§ **TASK REQUIREMENTS**: Copies of all lines containing the string "Send" are needed from the data below.

§ **RECORDS FOR PROCESSING**:
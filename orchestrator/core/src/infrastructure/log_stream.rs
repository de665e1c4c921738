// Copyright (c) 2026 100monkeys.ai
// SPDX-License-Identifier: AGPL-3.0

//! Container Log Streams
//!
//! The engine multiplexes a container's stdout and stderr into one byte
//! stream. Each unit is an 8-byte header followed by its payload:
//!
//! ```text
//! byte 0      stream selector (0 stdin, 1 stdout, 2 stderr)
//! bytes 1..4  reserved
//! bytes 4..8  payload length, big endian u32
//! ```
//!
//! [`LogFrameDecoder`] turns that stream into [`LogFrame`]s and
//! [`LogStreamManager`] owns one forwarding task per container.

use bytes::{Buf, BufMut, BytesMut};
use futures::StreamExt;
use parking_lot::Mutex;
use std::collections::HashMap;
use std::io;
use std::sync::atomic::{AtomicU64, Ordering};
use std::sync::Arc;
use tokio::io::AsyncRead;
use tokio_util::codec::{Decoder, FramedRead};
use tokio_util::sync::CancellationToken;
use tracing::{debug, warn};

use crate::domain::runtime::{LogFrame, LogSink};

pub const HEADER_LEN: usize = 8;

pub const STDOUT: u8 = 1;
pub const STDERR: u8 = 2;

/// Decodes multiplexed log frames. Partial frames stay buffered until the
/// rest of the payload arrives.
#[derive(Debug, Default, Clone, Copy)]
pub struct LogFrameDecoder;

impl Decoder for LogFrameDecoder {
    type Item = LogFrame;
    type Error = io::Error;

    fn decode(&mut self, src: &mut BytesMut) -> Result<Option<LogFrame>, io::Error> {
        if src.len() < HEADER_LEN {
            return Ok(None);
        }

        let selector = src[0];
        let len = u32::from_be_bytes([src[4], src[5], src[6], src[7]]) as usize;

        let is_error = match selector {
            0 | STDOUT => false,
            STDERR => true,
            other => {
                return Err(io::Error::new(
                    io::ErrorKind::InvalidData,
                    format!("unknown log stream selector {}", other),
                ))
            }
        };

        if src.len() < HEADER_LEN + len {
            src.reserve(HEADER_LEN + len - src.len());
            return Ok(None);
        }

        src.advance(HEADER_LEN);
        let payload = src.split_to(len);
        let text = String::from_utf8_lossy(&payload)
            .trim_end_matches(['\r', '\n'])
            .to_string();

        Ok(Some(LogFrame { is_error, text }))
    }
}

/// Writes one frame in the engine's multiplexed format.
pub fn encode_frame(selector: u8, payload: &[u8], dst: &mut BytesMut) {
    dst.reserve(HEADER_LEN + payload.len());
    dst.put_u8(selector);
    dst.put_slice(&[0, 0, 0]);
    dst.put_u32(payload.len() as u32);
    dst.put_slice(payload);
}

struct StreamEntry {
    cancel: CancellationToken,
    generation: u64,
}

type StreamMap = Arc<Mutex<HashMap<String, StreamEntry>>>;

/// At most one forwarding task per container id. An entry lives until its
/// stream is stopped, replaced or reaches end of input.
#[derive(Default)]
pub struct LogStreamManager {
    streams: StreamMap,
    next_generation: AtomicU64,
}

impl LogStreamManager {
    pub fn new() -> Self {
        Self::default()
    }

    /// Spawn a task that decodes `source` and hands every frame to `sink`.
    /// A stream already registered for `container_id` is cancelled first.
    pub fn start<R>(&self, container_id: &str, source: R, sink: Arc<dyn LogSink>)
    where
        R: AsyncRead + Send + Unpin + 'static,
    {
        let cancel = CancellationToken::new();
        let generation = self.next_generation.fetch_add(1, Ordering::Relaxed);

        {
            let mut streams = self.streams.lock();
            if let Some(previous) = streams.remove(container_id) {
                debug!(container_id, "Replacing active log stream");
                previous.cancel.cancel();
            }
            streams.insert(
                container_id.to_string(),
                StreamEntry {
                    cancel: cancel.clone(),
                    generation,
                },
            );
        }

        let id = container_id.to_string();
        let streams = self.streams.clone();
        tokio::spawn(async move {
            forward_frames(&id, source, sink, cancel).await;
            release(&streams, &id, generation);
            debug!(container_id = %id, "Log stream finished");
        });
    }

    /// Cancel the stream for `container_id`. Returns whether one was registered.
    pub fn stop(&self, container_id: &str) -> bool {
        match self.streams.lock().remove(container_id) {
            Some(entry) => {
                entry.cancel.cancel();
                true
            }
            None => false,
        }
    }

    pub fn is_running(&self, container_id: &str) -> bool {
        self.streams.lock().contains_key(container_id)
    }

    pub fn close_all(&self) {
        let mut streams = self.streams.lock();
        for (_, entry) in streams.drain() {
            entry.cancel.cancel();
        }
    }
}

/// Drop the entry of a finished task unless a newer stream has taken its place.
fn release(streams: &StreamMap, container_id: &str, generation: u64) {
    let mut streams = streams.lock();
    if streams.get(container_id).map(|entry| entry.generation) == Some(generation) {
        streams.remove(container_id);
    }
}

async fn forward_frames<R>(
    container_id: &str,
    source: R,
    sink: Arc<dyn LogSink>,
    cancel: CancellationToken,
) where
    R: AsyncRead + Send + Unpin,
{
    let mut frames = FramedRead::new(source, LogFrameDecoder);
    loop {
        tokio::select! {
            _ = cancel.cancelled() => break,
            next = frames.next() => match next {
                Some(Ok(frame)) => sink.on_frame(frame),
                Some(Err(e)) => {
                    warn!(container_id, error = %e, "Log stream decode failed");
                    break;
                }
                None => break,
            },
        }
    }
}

§ **RESPONSE BELOW**:
        R: AsyncRead + Send + Unpin + 'static,
    R: AsyncRead + Send + Unpin,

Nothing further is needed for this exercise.